▶ _WHAT YOU ARE ASKED TO DO_: Using the string "List" as the key, pull each matching line out of the records below.

▶ _PROVIDED MATERIAL_:
↓↓↓
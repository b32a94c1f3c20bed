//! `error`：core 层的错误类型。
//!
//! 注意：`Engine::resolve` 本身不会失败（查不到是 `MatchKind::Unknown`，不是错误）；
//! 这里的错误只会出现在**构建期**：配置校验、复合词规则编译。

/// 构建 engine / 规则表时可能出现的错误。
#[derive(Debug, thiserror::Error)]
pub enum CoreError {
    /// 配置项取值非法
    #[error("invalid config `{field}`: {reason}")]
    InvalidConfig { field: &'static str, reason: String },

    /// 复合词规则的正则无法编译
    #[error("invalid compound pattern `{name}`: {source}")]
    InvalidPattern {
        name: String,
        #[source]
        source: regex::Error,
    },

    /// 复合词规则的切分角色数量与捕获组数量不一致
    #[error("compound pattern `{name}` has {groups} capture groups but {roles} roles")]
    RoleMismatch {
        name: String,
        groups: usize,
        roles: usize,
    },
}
↑↑↑
↓↓↓
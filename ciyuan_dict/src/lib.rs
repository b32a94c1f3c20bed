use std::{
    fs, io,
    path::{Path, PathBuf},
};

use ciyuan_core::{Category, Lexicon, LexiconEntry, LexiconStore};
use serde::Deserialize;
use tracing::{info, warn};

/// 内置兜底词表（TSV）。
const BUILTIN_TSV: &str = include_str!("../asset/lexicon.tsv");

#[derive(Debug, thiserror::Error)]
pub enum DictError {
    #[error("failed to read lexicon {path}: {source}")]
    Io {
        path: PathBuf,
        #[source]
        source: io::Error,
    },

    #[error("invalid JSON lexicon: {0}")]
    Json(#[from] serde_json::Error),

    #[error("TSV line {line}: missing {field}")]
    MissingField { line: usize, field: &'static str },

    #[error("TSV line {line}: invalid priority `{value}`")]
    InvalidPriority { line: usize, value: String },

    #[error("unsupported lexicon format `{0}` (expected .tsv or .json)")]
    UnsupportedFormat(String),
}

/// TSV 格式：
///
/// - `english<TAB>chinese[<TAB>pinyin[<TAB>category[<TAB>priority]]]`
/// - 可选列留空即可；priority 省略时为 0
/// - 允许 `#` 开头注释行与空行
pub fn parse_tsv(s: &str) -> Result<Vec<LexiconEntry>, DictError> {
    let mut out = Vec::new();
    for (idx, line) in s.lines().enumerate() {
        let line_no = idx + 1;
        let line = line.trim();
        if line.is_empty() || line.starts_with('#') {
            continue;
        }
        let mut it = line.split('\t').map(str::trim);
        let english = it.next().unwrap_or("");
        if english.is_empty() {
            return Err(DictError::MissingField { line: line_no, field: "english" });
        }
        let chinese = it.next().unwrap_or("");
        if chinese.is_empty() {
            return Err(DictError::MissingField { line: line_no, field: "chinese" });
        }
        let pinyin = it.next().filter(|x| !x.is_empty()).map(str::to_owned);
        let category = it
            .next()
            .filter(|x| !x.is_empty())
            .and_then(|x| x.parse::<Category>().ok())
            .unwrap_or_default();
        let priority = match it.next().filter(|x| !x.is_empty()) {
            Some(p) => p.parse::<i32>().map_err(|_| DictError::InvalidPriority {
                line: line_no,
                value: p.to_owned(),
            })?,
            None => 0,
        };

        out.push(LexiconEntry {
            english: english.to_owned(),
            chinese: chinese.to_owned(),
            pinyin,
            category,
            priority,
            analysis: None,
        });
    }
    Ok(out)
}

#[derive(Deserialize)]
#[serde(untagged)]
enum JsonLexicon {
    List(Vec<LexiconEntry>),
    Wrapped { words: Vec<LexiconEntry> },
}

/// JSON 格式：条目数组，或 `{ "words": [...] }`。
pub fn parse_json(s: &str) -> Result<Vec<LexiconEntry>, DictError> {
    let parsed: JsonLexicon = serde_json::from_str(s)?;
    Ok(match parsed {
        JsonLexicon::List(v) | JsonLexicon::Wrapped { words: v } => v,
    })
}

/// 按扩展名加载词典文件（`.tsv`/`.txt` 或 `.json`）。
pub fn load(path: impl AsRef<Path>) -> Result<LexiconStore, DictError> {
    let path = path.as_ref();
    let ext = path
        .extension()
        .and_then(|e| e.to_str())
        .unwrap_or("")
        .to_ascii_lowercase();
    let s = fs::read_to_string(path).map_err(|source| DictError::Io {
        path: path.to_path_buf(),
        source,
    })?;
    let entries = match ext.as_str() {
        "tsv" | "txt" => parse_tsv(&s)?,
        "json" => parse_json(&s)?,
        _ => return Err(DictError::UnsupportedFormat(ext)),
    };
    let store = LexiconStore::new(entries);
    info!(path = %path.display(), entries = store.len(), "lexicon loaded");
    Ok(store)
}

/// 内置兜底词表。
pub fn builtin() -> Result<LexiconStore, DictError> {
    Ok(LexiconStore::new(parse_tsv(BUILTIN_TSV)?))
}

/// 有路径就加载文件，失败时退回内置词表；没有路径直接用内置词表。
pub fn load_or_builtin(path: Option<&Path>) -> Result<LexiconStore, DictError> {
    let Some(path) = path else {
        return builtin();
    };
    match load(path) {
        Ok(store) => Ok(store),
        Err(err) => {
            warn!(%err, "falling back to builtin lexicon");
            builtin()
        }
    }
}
↑↑↑
▶ _ANSWER AREA_:
    List(Vec<LexiconEntry>),
        JsonLexicon::List(v) | JsonLexicon::Wrapped { words: v } => v,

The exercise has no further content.